What the task asks — Copy out every line of the records where the string "most" occurs.

--

// Copyright (c) 2025-2026 Adrian Robinson. Licensed under the AGPL-3.0.
// See LICENSE file in the project root for full license text.

//! Causal tags and the local clock that stamps them.
//!
//! A [`Tag`] records one origin's contribution to a row. A row's shadow
//! entry keeps a [`TagSet`] holding at most one tag per origin: the newest
//! timestamp that origin has contributed.
//!
//! # Encoding
//!
//! Tag sets are stored and transmitted as a single string:
//!
//! ```text
//! origin@millis,origin@millis,...
//! ```
//!
//! Tags are sorted by `(origin, timestamp)` so equal sets always encode to
//! equal strings. `\` and `,` inside an origin are backslash-escaped. The
//! empty set encodes to the empty string.
//!
//! # Example
//!
//! ```
//! use satellite::clock::{generate_tag, encode_tags, decode_tags, TagSet};
//!
//! let tags: TagSet = [generate_tag("c1", 1000), generate_tag("server", 2000)]
//!     .into_iter()
//!     .collect();
//!
//! let encoded = encode_tags(&tags);
//! assert_eq!(encoded, "c1@1000,server@2000");
//! assert_eq!(decode_tags(&encoded).unwrap(), tags);
//! assert_eq!(encode_tags(&TagSet::new()), "");
//! ```

use std::collections::BTreeSet;
use std::fmt;
use std::time::{SystemTime, UNIX_EPOCH};

use parking_lot::Mutex;
use thiserror::Error;

const TAG_DELIMITER: char = ',';
const ORIGIN_SEPARATOR: char = '@';
const ESCAPE: char = '\\';

/// Failure to parse an encoded tag set.
#[derive(Error, Debug, Clone, PartialEq, Eq)]
pub enum TagError {
    #[error("tag '{0}' has no origin separator")]
    MissingSeparator(String),
    #[error("tag '{tag}' has an invalid timestamp")]
    InvalidTimestamp { tag: String },
    #[error("encoded tag set ends with a dangling escape")]
    DanglingEscape,
    #[error("origin '{0}' appears more than once")]
    DuplicateOrigin(String),
}

/// Latest timestamp a tag may carry: the last millisecond of year 9999.
pub const MAX_TIMESTAMP: i64 = 253_402_300_799_999;

/// The local clock cannot stamp past [`MAX_TIMESTAMP`].
#[derive(Error, Debug, Clone, PartialEq, Eq)]
#[error("clock cannot advance past {last}")]
pub struct ClockOverflow {
    pub last: i64,
}

/// One origin's causal stamp on a row.
///
/// Field order matters: the derived `Ord` sorts by `(origin, timestamp)`.
#[derive(Debug, Clone, PartialEq, Eq, PartialOrd, Ord, Hash)]
pub struct Tag {
    pub origin: String,
    /// Epoch milliseconds
    pub timestamp: i64,
}

impl Tag {
    /// Ordering used to pick a winner between concurrent writes:
    /// newest timestamp first, origin as the tie breaker.
    pub(crate) fn stamp(&self) -> (i64, &str) {
        (self.timestamp, self.origin.as_str())
    }
}

impl fmt::Display for Tag {
    fn fmt(&self, f: &mut fmt::Formatter<'_>) -> fmt::Result {
        write!(f, "{}{}{}", self.origin, ORIGIN_SEPARATOR, self.timestamp)
    }
}

/// Build a tag for `origin` at `timestamp` (epoch millis).
pub fn generate_tag(origin: impl Into<String>, timestamp: i64) -> Tag {
    Tag {
        origin: origin.into(),
        timestamp,
    }
}

/// An ordered set of tags, sorted by `(origin, timestamp)`.
#[derive(Debug, Clone, Default, PartialEq, Eq, Hash)]
pub struct TagSet(BTreeSet<Tag>);

impl TagSet {
    #[must_use]
    pub fn new() -> Self {
        Self(BTreeSet::new())
    }

    #[must_use]
    pub fn is_empty(&self) -> bool {
        self.0.is_empty()
    }

    #[must_use]
    pub fn len(&self) -> usize {
        self.0.len()
    }

    pub fn iter(&self) -> impl Iterator<Item = &Tag> {
        self.0.iter()
    }

    #[must_use]
    pub fn contains(&self, tag: &Tag) -> bool {
        self.0.contains(tag)
    }

    /// True when every tag in `self` is already present in `other`.
    #[must_use]
    pub fn is_subset(&self, other: &TagSet) -> bool {
        self.0.is_subset(&other.0)
    }

    /// The tag with the greatest `(timestamp, origin)` stamp.
    #[must_use]
    pub fn newest(&self) -> Option<&Tag> {
        self.0.iter().max_by(|a, b| a.stamp().cmp(&b.stamp()))
    }

    /// Largest timestamp in the set, if any.
    #[must_use]
    pub fn max_timestamp(&self) -> Option<i64> {
        self.0.iter().map(|t| t.timestamp).max()
    }

    fn remove_origin(&mut self, origin: &str) -> Option<Tag> {
        let existing = self.0.iter().find(|t| t.origin == origin).cloned()?;
        self.0.remove(&existing);
        Some(existing)
    }
}

impl FromIterator<Tag> for TagSet {
    fn from_iter<I: IntoIterator<Item = Tag>>(iter: I) -> Self {
        Self(iter.into_iter().collect())
    }
}

impl IntoIterator for TagSet {
    type Item = Tag;
    type IntoIter = std::collections::btree_set::IntoIter<Tag>;

    fn into_iter(self) -> Self::IntoIter {
        self.0.into_iter()
    }
}

impl<'a> IntoIterator for &'a TagSet {
    type Item = &'a Tag;
    type IntoIter = std::collections::btree_set::Iter<'a, Tag>;

    fn into_iter(self) -> Self::IntoIter {
        self.0.iter()
    }
}

/// Merge a single tag into a set.
///
/// Any tag already contributed by `incoming.origin` is replaced, so the set
/// keeps one tag per origin. An older tag from the same origin never evicts a
/// newer one, which keeps the operation commutative and idempotent.
#[must_use]
pub fn merge_tag_set(local: &TagSet, incoming: &Tag) -> TagSet {
    let mut merged = local.clone();
    match merged.remove_origin(&incoming.origin) {
        Some(existing) if existing.timestamp > incoming.timestamp => {
            merged.0.insert(existing);
        }
        _ => {
            merged.0.insert(incoming.clone());
        }
    }
    merged
}

/// Fold every tag of `incoming` into `local` with [`merge_tag_set`].
#[must_use]
pub fn merge_tag_sets(local: &TagSet, incoming: &TagSet) -> TagSet {
    incoming
        .iter()
        .fold(local.clone(), |acc, tag| merge_tag_set(&acc, tag))
}

/// Encode a tag set into its canonical string form.
#[must_use]
pub fn encode_tags(tags: &TagSet) -> String {
    let mut out = String::new();
    for (i, tag) in tags.iter().enumerate() {
        if i > 0 {
            out.push(TAG_DELIMITER);
        }
        for c in tag.origin.chars() {
            if c == ESCAPE || c == TAG_DELIMITER {
                out.push(ESCAPE);
            }
            out.push(c);
        }
        out.push(ORIGIN_SEPARATOR);
        out.push_str(&tag.timestamp.to_string());
    }
    out
}

/// Decode a string produced by [`encode_tags`].
///
/// A set holds at most one tag per origin, so repeated origins are rejected.
pub fn decode_tags(encoded: &str) -> Result<TagSet, TagError> {
    let mut tags = TagSet::new();
    if encoded.is_empty() {
        return Ok(tags);
    }

    let mut current = String::new();
    let mut chars = encoded.chars();
    loop {
        match chars.next() {
            Some(ESCAPE) => match chars.next() {
                Some(c) => {
                    current.push(ESCAPE);
                    current.push(c);
                }
                None => return Err(TagError::DanglingEscape),
            },
            Some(TAG_DELIMITER) => {
                insert_unique(&mut tags, parse_tag(&current)?)?;
                current.clear();
            }
            Some(c) => current.push(c),
            None => {
                insert_unique(&mut tags, parse_tag(&current)?)?;
                return Ok(tags);
            }
        }
    }
}

fn insert_unique(tags: &mut TagSet, tag: Tag) -> Result<(), TagError> {
    if tags.iter().any(|t| t.origin == tag.origin) {
        return Err(TagError::DuplicateOrigin(tag.origin));
    }
    tags.0.insert(tag);
    Ok(())
}

/// Parse one raw (still escaped) `origin@millis` token.
fn parse_tag(raw: &str) -> Result<Tag, TagError> {
    // The timestamp never contains the separator, so the last one splits.
    let (origin, timestamp) = raw
        .rsplit_once(ORIGIN_SEPARATOR)
        .ok_or_else(|| TagError::MissingSeparator(raw.to_string()))?;
    let timestamp = timestamp
        .parse::<i64>()
        .map_err(|_| TagError::InvalidTimestamp { tag: raw.to_string() })?;

    let mut unescaped = String::with_capacity(origin.len());
    let mut chars = origin.chars();
    while let Some(c) = chars.next() {
        if c == ESCAPE {
            match chars.next() {
                Some(next) => unescaped.push(next),
                None => return Err(TagError::DanglingEscape),
            }
        } else {
            unescaped.push(c);
        }
    }

    Ok(Tag {
        origin: unescaped,
        timestamp,
    })
}

/// Wall-clock epoch milliseconds.
pub fn now_millis() -> i64 {
    SystemTime::now()
        .duration_since(UNIX_EPOCH)
        .map(|d| d.as_millis() as i64)
        .unwrap_or_default()
}

/// Monotonic millisecond clock for local tags.
///
/// Every [`tick`](Clock::tick) is strictly greater than the previous one and
/// than any remote timestamp passed to [`receive`](Clock::receive), even when
/// the wall clock stalls or jumps backwards.
pub struct Clock {
    last_ms: Mutex<i64>,
}

impl Clock {
    #[must_use]
    pub fn new() -> Self {
        Self {
            last_ms: Mutex::new(0),
        }
    }

    /// Next local timestamp.
    pub fn tick(&self) -> Result<i64, ClockOverflow> {
        let now = now_millis();
        let mut last = self.last_ms.lock();
        let next = if now > *last {
            now
        } else {
            last.checked_add(1).ok_or(ClockOverflow { last: *last })?
        };
        if next > MAX_TIMESTAMP {
            return Err(ClockOverflow { last: *last });
        }
        *last = next;
        Ok(next)
    }

    /// Advance past a timestamp observed on a remote change.
    ///
    /// Stamps beyond [`MAX_TIMESTAMP`] are ignored.
    pub fn receive(&self, remote_ms: i64) {
        let mut last = self.last_ms.lock();
        if remote_ms > *last && remote_ms <= MAX_TIMESTAMP {
            *last = remote_ms;
        }
    }

    /// Last timestamp handed out or observed.
    pub fn last(&self) -> i64 {
        *self.last_ms.lock()
    }
}

impl Default for Clock {
    fn default() -> Self {
        Self::new()
    }
}

#[cfg(test)]
mod tests {
    use super::*;

    fn set(tags: &[(&str, i64)]) -> TagSet {
        tags.iter().map(|(o, t)| generate_tag(*o, *t)).collect()
    }

    #[test]
    fn test_encode_sorts_by_origin_then_timestamp() {
        let tags = set(&[("server", 2000), ("c1", 1000), ("a", 5)]);
        assert_eq!(encode_tags(&tags), "a@5,c1@1000,server@2000");
    }

    #[test]
    fn test_empty_set_round_trip() {
        assert_eq!(encode_tags(&TagSet::new()), "");
        assert!(decode_tags("").unwrap().is_empty());
    }

    #[test]
    fn test_origin_escaping_round_trip() {
        let tags = set(&[("we,ird\\ori@gin", 42), ("plain", -7)]);
        let encoded = encode_tags(&tags);
        assert_eq!(decode_tags(&encoded).unwrap(), tags);
    }

    #[test]
    fn test_decode_rejects_garbage() {
        assert_eq!(
            decode_tags("nope"),
            Err(TagError::MissingSeparator("nope".into()))
        );
        assert!(matches!(
            decode_tags("c1@abc"),
            Err(TagError::InvalidTimestamp { .. })
        ));
        assert_eq!(decode_tags("c1@1,"), Err(TagError::MissingSeparator(String::new())));
        assert_eq!(decode_tags("c1\\"), Err(TagError::DanglingEscape));
    }

    #[test]
    fn test_decode_rejects_repeated_origin() {
        assert_eq!(
            decode_tags("c1@1,c1@2"),
            Err(TagError::DuplicateOrigin("c1".into()))
        );
        assert_eq!(decode_tags("c1@1,c2@2").unwrap().len(), 2);
    }

    #[test]
    fn test_merge_replaces_same_origin() {
        let local = set(&[("c1", 1000), ("server", 2000)]);
        let merged = merge_tag_set(&local, &generate_tag("c1", 3000));
        assert_eq!(merged, set(&[("c1", 3000), ("server", 2000)]));
    }

    #[test]
    fn test_merge_keeps_newer_tag_from_same_origin() {
        let local = set(&[("c1", 3000)]);
        let merged = merge_tag_set(&local, &generate_tag("c1", 1000));
        assert_eq!(merged, local);
    }

    #[test]
    fn test_merge_is_idempotent() {
        let tag = generate_tag("c1", 1000);
        let once = merge_tag_set(&TagSet::new(), &tag);
        let twice = merge_tag_set(&once, &tag);
        assert_eq!(once, twice);
    }

    #[test]
    fn test_merge_commutes_across_origins() {
        let a = generate_tag("a", 10);
        let b = generate_tag("b", 5);
        let base = set(&[("c", 1)]);
        let ab = merge_tag_set(&merge_tag_set(&base, &a), &b);
        let ba = merge_tag_set(&merge_tag_set(&base, &b), &a);
        assert_eq!(ab, ba);
    }

    #[test]
    fn test_merge_tag_sets_superset() {
        let local = set(&[("c1", 1000)]);
        let incoming = set(&[("c1", 1000), ("server", 2000)]);
        assert_eq!(merge_tag_sets(&local, &incoming), incoming);
    }

    #[test]
    fn test_newest_uses_origin_as_tie_breaker() {
        let tags = set(&[("a", 10), ("b", 10), ("c", 3)]);
        assert_eq!(tags.newest(), Some(&generate_tag("b", 10)));
        assert_eq!(tags.max_timestamp(), Some(10));
    }

    #[test]
    fn test_clock_is_strictly_monotonic() {
        let clock = Clock::new();
        let mut prev = clock.tick().unwrap();
        for _ in 0..1000 {
            let next = clock.tick().unwrap();
            assert!(next > prev);
            prev = next;
        }
    }

    #[test]
    fn test_clock_moves_past_remote_timestamps() {
        let clock = Clock::new();
        let far_future = MAX_TIMESTAMP - 100;
        clock.receive(far_future);
        assert!(clock.tick().unwrap() > far_future);

        // Older remote stamps never move it back.
        clock.receive(5);
        assert!(clock.last() > far_future);
    }

    #[test]
    fn test_clock_refuses_to_overflow() {
        let clock = Clock::new();
        clock.receive(i64::MAX);
        assert!(clock.last() < MAX_TIMESTAMP, "out of range stamps are ignored");

        clock.receive(MAX_TIMESTAMP);
        assert_eq!(clock.tick(), Err(ClockOverflow { last: MAX_TIMESTAMP }));
        assert_eq!(clock.last(), MAX_TIMESTAMP);
    }
}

--

Response to this task —
//! entry keeps a [`TagSet`] holding at most one tag per origin: the newest
/// A set holds at most one tag per origin, so repeated origins are rejected.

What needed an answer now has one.